We read in the beginning of this week’s parsha, אלה פקודי המשכן, משכן העדת. Rashi comments on the term משכן העדת as referring to the Mishkan as a Mishkan of testimony. He explains that Hashem allowing His Shechinah to rest in the Mishkan was testimony that He forgave Bnei Yisrael for the sin of the golden calf.  

Hashem’s testimony to us is paralleled by our testimony to Him. We read in sefer Yeshayahu (Chapter 43, Pasuk 12), ואתם עדי נאום ד'. The Navi is teaching us that testimony is fundamental to the function of the Jewish people in the world. As a result of keeping Torah and mitzvos as commanded by Hashem, we testify that Hashem created the world. This role was totally upended by the sin of the golden calf. Committing the sin of חטא העגל, a cardinal violation of the Torah, was in total contradiction of what our role in the world is meant to be.

By resting His Shechinah in the Mishkan, Gd was teaching Bnei Yisrael a fundamental lesson. He was teaching them, you might have sinned, but it doesn’t change your essential nature. You are still a people tasked with proclaiming Hashem as the Creator. The ערב רב might have influenced you to sin, but you still retain the position of אתם עדי.

The Gemara in Avodah Zarah 4B teaches in the name of Rabbi Yehoshua Ben Levi לא עשו ישראל את העגל אלא ליתן פתחון פה לבעלי תשובה. It wasn’t appropriate for Bnei Yisrael to sin with the golden calf; it happened in order to teach בעלי תשובה a lesson. And that lesson is that when a Jew sins, he can always return. A Jew is בעצם, in essence, a witness for Gd. But he sometimes strays and gets lost. Nonetheless, he should never despair. No matter how much he might fall, he can always pick himself up. And this is the primary reason why the Shechinah rested in the Mishkan after the sin of the golden calf.

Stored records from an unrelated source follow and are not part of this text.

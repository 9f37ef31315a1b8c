//! Unit tests for error.rs

use crate::error::{Error, Result};

// ============================================================================
// ERROR DISPLAY TESTS
// ============================================================================

#[test]
fn test_invalid_camera_properties_display() {
    let err = Error::InvalidCameraProperties("far_width must be positive".to_string());
    let display = format!("{}", err);
    assert!(display.contains("Invalid camera properties"));
    assert!(display.contains("far_width must be positive"));
}

#[test]
fn test_capacity_exceeded_display() {
    let err = Error::CapacityExceeded { capacity: 4096 };
    assert_eq!(
        format!("{}", err),
        "Capacity exceeded: buffer holds at most 4096 elements"
    );
}

// ============================================================================
// ERROR TRAIT IMPLEMENTATIONS
// ============================================================================

#[test]
fn test_error_is_std_error() {
    let err = Error::CapacityExceeded { capacity: 2 };
    let _: &dyn std::error::Error = &err;
}

#[test]
fn test_error_debug() {
    let debug = format!("{:?}", Error::InvalidCameraProperties("x".to_string()));
    assert!(debug.contains("InvalidCameraProperties"));

    let debug = format!("{:?}", Error::CapacityExceeded { capacity: 8 });
    assert!(debug.contains("CapacityExceeded"));
    assert!(debug.contains("8"));
}

#[test]
fn test_error_clone_and_eq() {
    let err = Error::InvalidCameraProperties("aspect".to_string());
    assert_eq!(err.clone(), err);
    assert_ne!(err, Error::CapacityExceeded { capacity: 1 });
}

// ============================================================================
// ERROR PROPAGATION TESTS
// ============================================================================

#[test]
fn test_error_propagation_with_question_mark() {
    fn inner() -> Result<i32> {
        Err(Error::CapacityExceeded { capacity: 0 })
    }

    fn outer() -> Result<i32> {
        inner()?;
        Ok(42)
    }

    assert_eq!(outer(), Err(Error::CapacityExceeded { capacity: 0 }));
}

The Vilna Gaon teaches in his commentary on Shir HaShirim (Chapter 1, Pasuk 4) that the resting of the Shechinah among Clal Yisrael is illustrated through the mitzvah of Succah. He explains that the reason we celebrate Succos on the fifteenth of Tishrei is because this is the day the ענני הכבוד returned to Bnei Yisrael. Moshe Rabbeinu came down with the second set of Luchos on Yom Kippur, the tenth of Tishrei. This was when Hashem forgave Bnei Yisrael for the חטא העגל. The very next day, the eleventh of Tishrei, Moshe commanded Bnei Yisrael the mitzvah of building the Mishkan. The next two days they brought all the materials necessary. On the fourteenth, the skilled workers received the gold from Moshe and on the next day, the fifteenth of Tishrei, they began building the Mishkan and the clouds of glory returned. This is why the mitzvah of Succos was given precisely on the fifteenth of Tishrei.

And this explains why every year we celebrate Succos after Yom Kippur. On Yom Kippur our sins are forgiven and immediately afterwards we enter the Succah. Just as the Shechinah rested in the Mishkan, so too the Gemara in Succah 9A teaches us that שם שמים rests on the Succah; the Shechinah is in the Succah. And just as the return of the Shechinah in the Mishkan taught Bnei Yisrael they could do Teshuvah, so too the Succah is a unique place reserved for the Ba’al Teshuvah. This is the meaning of the Gemara in Berachos 34B מקום שבעלי תשובה עומדים צדיקים גמורים אינם עומדים. The message for the Ba’al Teshuvah is that a special place is reserved for him to show him that his sin doesn’t express who he really is. And this special place was the Mishkan in the desert, and every year the return of the Shechinah is recreated in the Succah after Yom Kippur.